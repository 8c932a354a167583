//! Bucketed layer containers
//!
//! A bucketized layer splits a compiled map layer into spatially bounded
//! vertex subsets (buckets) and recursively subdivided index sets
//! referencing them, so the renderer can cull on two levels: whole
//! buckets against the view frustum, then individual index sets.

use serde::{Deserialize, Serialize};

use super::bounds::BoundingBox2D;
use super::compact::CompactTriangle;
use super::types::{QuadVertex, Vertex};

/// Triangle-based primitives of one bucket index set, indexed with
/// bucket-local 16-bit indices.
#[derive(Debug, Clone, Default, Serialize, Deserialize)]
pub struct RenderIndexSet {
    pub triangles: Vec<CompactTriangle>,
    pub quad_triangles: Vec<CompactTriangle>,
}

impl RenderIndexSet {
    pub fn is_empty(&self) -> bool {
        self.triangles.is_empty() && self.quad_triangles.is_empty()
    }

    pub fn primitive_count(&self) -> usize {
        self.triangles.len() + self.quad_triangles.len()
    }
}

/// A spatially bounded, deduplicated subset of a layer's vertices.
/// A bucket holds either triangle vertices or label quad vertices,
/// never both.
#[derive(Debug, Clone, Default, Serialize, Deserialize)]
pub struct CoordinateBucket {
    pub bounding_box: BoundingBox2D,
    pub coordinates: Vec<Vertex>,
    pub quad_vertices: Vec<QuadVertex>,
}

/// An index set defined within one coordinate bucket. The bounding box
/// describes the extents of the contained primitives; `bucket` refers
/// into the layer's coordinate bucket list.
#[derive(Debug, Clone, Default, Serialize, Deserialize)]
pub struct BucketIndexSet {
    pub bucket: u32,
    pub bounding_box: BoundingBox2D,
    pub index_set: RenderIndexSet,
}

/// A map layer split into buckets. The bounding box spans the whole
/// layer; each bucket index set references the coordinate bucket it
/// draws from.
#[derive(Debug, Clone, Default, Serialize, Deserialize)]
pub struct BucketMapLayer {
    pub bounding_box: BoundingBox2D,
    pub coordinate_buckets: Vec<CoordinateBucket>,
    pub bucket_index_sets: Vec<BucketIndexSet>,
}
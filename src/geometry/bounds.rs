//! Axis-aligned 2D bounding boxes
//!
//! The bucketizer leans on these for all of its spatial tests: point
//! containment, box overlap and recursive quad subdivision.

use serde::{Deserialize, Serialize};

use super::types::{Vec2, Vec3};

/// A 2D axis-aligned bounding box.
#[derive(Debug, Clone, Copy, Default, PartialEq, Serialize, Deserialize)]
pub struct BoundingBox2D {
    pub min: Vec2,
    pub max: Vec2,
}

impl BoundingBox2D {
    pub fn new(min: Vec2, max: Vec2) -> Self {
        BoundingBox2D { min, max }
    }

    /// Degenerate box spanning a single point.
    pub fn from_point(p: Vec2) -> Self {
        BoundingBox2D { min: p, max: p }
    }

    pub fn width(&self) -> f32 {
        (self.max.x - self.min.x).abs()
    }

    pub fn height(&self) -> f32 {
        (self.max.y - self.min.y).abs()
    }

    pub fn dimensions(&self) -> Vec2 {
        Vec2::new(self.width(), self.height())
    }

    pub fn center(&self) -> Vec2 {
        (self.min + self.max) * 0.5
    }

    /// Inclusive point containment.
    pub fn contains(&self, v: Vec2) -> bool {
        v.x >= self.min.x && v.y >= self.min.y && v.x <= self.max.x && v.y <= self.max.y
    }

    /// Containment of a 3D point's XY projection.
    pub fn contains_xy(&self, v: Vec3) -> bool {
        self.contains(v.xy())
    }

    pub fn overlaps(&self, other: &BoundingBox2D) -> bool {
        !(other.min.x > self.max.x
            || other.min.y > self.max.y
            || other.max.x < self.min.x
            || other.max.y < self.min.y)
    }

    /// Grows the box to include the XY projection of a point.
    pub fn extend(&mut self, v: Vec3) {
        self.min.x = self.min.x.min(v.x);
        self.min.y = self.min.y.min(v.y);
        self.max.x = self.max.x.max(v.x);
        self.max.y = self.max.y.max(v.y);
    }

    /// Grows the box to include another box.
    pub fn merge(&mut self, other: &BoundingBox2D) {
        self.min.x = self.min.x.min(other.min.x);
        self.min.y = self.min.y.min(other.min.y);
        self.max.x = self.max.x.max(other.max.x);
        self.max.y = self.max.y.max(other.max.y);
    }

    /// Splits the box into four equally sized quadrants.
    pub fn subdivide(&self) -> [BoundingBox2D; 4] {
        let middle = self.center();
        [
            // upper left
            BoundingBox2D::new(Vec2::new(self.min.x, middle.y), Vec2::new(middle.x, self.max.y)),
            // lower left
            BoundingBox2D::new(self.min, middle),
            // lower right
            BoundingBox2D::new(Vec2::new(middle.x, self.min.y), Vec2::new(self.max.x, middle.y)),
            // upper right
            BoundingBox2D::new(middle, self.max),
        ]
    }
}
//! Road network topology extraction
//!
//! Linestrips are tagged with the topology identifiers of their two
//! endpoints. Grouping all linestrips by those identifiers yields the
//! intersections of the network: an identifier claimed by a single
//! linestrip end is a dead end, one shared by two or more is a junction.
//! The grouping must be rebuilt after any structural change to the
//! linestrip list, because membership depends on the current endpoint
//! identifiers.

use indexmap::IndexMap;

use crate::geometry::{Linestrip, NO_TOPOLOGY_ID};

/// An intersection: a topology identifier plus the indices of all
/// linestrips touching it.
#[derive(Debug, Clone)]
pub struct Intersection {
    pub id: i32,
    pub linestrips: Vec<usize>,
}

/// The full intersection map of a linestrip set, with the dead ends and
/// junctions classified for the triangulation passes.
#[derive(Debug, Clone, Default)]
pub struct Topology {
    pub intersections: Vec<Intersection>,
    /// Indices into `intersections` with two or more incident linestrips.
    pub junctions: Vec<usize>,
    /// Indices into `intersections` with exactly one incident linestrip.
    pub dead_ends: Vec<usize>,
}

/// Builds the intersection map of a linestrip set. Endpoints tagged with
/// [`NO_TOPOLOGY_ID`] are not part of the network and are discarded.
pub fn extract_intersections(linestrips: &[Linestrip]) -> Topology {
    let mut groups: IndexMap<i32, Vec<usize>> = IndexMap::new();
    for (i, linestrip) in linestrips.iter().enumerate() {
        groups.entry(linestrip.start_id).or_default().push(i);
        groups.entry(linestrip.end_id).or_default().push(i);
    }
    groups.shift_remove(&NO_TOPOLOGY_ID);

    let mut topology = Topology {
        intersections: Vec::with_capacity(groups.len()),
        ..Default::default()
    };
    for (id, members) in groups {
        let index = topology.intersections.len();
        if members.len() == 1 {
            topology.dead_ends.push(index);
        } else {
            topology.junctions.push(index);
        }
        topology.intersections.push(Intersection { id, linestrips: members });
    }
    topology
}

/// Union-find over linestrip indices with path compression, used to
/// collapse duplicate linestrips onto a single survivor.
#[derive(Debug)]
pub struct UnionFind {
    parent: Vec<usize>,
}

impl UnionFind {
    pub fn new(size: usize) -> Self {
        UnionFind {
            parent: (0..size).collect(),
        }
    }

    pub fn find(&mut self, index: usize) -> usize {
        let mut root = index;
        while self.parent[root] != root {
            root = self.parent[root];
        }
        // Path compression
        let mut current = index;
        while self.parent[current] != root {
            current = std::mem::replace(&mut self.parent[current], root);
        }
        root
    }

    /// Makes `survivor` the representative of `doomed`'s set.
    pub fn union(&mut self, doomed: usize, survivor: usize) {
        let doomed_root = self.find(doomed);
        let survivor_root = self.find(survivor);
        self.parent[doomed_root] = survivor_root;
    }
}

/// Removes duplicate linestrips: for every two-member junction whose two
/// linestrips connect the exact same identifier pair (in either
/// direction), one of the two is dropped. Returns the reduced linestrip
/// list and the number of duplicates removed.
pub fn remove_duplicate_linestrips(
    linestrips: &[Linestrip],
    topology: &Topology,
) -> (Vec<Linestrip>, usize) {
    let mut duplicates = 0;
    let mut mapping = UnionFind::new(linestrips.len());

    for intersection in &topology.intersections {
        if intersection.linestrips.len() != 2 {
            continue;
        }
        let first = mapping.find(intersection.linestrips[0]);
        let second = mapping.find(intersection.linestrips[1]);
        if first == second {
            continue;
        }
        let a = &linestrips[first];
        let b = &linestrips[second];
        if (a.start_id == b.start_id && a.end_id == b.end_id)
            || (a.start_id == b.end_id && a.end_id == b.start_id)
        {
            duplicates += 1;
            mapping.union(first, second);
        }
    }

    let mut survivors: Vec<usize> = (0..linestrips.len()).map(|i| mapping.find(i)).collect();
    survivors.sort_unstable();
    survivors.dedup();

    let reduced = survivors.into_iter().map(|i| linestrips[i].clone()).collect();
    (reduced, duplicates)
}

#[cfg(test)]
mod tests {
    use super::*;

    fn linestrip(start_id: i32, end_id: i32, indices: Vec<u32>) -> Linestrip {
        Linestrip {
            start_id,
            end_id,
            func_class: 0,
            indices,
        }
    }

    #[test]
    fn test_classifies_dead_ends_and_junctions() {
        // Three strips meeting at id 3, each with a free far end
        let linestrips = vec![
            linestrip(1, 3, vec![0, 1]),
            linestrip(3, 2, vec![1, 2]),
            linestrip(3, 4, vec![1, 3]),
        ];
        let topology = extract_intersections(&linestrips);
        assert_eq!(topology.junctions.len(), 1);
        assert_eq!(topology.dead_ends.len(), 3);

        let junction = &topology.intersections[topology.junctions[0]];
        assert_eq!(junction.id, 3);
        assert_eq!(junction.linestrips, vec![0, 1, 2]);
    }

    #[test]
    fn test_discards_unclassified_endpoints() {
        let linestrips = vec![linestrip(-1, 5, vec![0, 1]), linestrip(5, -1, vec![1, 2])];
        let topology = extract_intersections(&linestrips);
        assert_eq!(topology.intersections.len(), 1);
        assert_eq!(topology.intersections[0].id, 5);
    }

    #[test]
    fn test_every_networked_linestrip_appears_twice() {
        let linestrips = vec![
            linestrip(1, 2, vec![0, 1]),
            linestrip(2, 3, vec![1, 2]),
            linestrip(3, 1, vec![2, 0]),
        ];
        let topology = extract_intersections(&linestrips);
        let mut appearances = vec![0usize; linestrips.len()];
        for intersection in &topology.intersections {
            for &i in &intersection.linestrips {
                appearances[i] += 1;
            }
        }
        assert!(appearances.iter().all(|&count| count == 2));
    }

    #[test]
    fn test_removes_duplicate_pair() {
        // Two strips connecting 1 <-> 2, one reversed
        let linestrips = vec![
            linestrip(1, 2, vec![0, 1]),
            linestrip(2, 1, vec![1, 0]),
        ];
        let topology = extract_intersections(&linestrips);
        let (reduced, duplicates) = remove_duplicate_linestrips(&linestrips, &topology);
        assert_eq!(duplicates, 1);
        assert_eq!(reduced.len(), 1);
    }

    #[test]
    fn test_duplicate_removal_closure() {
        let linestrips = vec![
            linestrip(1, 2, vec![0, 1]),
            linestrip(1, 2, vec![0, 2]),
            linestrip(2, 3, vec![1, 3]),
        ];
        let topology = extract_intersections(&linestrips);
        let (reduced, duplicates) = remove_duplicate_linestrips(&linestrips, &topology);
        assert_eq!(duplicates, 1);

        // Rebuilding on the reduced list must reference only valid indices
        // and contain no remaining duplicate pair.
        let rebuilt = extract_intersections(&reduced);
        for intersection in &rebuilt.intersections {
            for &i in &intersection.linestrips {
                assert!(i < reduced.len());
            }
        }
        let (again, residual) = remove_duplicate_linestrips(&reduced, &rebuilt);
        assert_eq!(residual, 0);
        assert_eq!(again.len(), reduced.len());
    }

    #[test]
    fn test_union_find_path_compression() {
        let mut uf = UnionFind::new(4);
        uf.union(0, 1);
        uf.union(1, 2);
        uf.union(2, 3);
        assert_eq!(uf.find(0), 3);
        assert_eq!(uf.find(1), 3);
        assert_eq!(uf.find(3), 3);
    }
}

--

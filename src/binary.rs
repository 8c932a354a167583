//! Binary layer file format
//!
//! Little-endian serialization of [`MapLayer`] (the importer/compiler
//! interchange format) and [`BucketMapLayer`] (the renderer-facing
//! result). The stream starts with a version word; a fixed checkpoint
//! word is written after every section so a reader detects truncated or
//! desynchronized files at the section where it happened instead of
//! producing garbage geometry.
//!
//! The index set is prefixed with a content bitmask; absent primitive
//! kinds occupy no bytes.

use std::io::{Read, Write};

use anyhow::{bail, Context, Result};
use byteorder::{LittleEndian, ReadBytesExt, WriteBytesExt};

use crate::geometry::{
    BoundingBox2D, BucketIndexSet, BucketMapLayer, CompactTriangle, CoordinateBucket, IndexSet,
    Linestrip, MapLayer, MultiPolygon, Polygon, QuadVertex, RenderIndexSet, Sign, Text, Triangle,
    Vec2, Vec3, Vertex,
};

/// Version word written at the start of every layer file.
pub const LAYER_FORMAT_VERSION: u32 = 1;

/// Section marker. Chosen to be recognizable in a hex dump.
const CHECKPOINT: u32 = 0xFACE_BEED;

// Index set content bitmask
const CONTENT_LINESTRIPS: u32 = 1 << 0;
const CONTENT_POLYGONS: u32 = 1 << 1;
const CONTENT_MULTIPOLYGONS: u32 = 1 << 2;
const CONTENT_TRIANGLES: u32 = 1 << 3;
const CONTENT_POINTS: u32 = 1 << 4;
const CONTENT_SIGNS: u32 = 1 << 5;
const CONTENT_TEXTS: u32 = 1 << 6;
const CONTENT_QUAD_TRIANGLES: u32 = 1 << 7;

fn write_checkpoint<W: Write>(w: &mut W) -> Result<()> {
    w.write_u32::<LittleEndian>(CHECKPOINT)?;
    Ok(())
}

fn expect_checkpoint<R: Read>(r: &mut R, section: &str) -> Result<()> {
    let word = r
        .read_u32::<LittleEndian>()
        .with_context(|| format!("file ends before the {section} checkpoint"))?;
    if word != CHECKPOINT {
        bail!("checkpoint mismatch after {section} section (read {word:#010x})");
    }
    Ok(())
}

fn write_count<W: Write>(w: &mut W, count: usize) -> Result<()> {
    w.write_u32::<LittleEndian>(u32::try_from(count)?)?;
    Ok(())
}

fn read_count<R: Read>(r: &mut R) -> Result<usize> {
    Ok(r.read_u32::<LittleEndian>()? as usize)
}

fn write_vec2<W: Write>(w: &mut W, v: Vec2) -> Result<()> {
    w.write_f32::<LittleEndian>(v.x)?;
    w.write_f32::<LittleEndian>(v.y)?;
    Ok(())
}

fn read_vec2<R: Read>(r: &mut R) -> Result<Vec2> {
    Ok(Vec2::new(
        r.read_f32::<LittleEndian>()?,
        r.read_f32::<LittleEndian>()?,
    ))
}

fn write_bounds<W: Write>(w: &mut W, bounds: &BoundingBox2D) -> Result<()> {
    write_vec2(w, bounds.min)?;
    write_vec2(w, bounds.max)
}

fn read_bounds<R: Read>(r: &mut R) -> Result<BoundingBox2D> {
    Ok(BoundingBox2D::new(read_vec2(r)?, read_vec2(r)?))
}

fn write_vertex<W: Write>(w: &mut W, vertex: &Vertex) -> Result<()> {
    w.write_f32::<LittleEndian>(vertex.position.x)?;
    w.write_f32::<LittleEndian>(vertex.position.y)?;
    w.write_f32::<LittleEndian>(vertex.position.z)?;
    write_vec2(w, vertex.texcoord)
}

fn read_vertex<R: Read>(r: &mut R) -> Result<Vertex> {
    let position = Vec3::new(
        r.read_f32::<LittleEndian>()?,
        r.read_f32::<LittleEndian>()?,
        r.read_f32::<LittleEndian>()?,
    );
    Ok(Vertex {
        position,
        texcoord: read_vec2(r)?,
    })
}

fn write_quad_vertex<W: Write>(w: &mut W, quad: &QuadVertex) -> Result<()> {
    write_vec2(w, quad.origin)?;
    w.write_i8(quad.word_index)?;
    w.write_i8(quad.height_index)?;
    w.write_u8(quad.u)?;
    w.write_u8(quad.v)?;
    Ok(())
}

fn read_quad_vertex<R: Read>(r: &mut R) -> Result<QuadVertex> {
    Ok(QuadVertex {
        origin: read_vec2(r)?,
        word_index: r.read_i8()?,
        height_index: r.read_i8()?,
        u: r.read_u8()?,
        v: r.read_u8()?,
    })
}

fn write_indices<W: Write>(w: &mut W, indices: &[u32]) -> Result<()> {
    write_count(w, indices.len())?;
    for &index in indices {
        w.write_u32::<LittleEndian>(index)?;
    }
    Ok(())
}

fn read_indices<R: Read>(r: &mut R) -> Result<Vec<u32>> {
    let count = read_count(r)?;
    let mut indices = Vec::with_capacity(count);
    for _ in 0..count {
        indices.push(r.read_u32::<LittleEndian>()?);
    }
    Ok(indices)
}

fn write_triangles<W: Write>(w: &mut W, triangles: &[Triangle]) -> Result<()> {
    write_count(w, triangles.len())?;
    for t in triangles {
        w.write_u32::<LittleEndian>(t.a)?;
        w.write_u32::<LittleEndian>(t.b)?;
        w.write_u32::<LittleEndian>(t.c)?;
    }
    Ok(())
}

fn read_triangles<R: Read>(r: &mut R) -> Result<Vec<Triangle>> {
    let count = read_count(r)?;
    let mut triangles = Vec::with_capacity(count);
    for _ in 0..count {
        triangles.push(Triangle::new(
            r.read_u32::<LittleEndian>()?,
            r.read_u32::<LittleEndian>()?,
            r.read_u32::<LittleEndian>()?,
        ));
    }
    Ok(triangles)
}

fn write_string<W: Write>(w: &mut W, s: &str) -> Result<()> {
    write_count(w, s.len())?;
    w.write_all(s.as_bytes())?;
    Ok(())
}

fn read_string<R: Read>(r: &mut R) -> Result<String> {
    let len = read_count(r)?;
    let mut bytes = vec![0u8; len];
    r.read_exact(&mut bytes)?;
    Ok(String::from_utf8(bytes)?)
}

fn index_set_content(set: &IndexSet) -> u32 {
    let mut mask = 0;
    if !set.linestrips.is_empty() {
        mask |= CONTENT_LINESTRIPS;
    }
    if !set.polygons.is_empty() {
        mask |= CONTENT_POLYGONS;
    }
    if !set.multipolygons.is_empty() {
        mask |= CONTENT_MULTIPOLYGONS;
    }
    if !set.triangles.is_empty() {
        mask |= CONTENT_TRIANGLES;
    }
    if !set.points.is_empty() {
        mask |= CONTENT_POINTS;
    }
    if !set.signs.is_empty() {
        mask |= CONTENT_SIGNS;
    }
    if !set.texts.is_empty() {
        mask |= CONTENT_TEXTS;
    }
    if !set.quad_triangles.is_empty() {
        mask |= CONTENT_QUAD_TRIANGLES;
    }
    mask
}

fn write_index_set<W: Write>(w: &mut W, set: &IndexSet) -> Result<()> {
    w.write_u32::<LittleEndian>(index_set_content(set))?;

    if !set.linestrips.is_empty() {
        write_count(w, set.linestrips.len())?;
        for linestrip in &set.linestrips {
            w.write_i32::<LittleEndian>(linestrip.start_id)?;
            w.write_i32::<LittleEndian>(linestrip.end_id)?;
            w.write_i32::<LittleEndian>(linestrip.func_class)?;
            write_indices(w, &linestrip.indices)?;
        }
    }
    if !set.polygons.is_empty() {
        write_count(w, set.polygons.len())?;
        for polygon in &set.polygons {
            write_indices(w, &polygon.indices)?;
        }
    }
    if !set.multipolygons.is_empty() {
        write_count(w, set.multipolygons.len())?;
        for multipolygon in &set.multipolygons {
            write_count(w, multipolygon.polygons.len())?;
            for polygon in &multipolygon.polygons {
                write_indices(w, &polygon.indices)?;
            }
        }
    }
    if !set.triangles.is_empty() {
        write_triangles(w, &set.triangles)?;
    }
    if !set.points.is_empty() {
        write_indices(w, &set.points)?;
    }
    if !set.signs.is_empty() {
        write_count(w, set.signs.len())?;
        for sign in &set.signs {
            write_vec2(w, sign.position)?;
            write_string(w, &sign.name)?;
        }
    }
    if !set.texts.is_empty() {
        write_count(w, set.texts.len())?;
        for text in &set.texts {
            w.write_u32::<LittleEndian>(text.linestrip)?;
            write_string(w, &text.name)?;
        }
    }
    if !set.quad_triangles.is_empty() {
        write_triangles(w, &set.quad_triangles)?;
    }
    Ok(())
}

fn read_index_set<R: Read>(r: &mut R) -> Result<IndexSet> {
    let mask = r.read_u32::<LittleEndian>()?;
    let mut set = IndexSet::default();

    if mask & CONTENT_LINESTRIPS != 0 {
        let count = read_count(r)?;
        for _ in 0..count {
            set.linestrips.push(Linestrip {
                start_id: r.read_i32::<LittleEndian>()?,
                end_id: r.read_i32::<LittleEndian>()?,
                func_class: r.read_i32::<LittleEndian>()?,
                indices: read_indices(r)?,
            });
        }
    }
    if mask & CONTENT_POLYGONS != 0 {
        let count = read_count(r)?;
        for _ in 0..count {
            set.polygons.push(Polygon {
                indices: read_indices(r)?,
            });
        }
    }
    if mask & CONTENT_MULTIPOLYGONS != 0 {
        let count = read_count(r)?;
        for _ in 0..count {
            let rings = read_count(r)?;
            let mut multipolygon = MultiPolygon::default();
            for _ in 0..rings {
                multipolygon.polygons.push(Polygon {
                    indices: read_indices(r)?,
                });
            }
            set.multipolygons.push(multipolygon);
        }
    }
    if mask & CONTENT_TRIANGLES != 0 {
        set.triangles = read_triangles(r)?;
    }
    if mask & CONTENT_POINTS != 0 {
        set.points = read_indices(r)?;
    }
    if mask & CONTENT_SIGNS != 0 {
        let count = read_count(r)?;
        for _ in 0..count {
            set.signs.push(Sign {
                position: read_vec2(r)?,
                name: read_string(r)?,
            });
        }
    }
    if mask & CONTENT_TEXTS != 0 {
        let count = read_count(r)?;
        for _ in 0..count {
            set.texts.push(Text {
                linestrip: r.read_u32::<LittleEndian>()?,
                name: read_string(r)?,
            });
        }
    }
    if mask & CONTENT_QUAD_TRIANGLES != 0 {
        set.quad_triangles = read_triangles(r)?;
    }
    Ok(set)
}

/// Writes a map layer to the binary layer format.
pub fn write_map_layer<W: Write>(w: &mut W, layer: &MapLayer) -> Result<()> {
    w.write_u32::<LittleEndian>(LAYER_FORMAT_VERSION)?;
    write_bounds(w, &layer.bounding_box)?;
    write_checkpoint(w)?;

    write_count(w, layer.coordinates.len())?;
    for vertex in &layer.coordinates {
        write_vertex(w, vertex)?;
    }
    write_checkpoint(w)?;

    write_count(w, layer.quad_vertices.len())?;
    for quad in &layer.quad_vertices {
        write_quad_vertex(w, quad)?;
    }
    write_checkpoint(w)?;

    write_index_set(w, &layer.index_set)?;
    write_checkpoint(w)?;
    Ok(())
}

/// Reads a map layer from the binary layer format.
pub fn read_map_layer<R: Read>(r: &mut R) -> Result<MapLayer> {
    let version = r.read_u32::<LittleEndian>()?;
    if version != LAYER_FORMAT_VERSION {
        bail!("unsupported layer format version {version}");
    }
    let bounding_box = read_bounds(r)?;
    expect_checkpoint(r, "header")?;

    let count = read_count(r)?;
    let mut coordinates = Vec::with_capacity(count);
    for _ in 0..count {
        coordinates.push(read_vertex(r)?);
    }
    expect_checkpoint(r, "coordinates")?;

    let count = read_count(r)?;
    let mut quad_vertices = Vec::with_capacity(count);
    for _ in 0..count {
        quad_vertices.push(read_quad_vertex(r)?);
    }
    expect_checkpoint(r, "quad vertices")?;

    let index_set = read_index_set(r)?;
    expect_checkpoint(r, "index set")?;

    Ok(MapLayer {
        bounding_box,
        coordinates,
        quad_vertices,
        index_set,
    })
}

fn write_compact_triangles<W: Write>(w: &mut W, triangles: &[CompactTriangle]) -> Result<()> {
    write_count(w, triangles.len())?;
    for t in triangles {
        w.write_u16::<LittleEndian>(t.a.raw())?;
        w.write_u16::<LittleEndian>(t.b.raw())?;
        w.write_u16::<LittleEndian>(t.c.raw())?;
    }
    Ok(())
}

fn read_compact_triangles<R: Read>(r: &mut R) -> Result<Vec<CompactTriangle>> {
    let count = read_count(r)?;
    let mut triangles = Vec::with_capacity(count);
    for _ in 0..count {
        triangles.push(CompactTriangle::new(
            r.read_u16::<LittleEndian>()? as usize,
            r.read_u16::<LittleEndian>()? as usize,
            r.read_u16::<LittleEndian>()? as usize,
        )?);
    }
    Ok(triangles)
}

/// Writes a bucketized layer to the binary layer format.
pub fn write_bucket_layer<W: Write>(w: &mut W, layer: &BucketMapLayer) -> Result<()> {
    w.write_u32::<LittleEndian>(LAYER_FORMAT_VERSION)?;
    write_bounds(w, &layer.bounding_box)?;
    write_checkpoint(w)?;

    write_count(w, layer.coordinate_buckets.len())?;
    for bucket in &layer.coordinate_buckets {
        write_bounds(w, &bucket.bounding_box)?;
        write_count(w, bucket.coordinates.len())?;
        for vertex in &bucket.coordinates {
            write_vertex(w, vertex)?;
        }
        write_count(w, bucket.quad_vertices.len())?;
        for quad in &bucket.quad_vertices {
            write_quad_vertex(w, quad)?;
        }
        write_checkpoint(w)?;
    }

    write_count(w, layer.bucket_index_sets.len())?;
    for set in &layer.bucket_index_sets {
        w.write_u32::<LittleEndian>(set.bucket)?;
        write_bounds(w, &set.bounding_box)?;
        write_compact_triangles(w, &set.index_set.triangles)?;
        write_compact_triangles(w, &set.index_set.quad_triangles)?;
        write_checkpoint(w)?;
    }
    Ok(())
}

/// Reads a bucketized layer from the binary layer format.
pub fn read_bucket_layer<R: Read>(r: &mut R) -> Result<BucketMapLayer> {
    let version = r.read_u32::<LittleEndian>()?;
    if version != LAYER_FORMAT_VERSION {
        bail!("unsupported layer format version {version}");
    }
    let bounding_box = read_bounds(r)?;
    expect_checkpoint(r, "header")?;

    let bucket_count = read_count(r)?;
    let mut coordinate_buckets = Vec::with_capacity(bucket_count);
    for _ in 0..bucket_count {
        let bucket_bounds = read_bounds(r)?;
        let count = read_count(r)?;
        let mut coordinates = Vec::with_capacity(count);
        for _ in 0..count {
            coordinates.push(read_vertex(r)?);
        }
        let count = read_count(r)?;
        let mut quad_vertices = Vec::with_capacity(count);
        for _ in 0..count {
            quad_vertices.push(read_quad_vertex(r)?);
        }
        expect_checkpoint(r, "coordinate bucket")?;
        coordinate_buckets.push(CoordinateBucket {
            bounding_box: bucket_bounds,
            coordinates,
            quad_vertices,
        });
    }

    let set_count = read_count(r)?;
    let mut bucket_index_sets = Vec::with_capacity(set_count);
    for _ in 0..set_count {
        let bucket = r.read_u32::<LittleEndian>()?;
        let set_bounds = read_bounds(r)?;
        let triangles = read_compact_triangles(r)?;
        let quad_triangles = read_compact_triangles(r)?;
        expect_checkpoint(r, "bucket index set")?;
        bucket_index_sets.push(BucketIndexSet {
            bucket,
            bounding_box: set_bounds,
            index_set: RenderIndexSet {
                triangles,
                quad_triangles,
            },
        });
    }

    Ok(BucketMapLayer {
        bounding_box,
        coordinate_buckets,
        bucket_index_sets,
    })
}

> [What is needed] Scan the entries above for the word "parent". Report the lines that hold it.

> [Output of the exercise]
    parent: Vec<usize>,
            parent: (0..size).collect(),
        while self.parent[root] != root {
            root = self.parent[root];
        while self.parent[current] != root {
            current = std::mem::replace(&mut self.parent[current], root);
        self.parent[doomed_root] = survivor_root;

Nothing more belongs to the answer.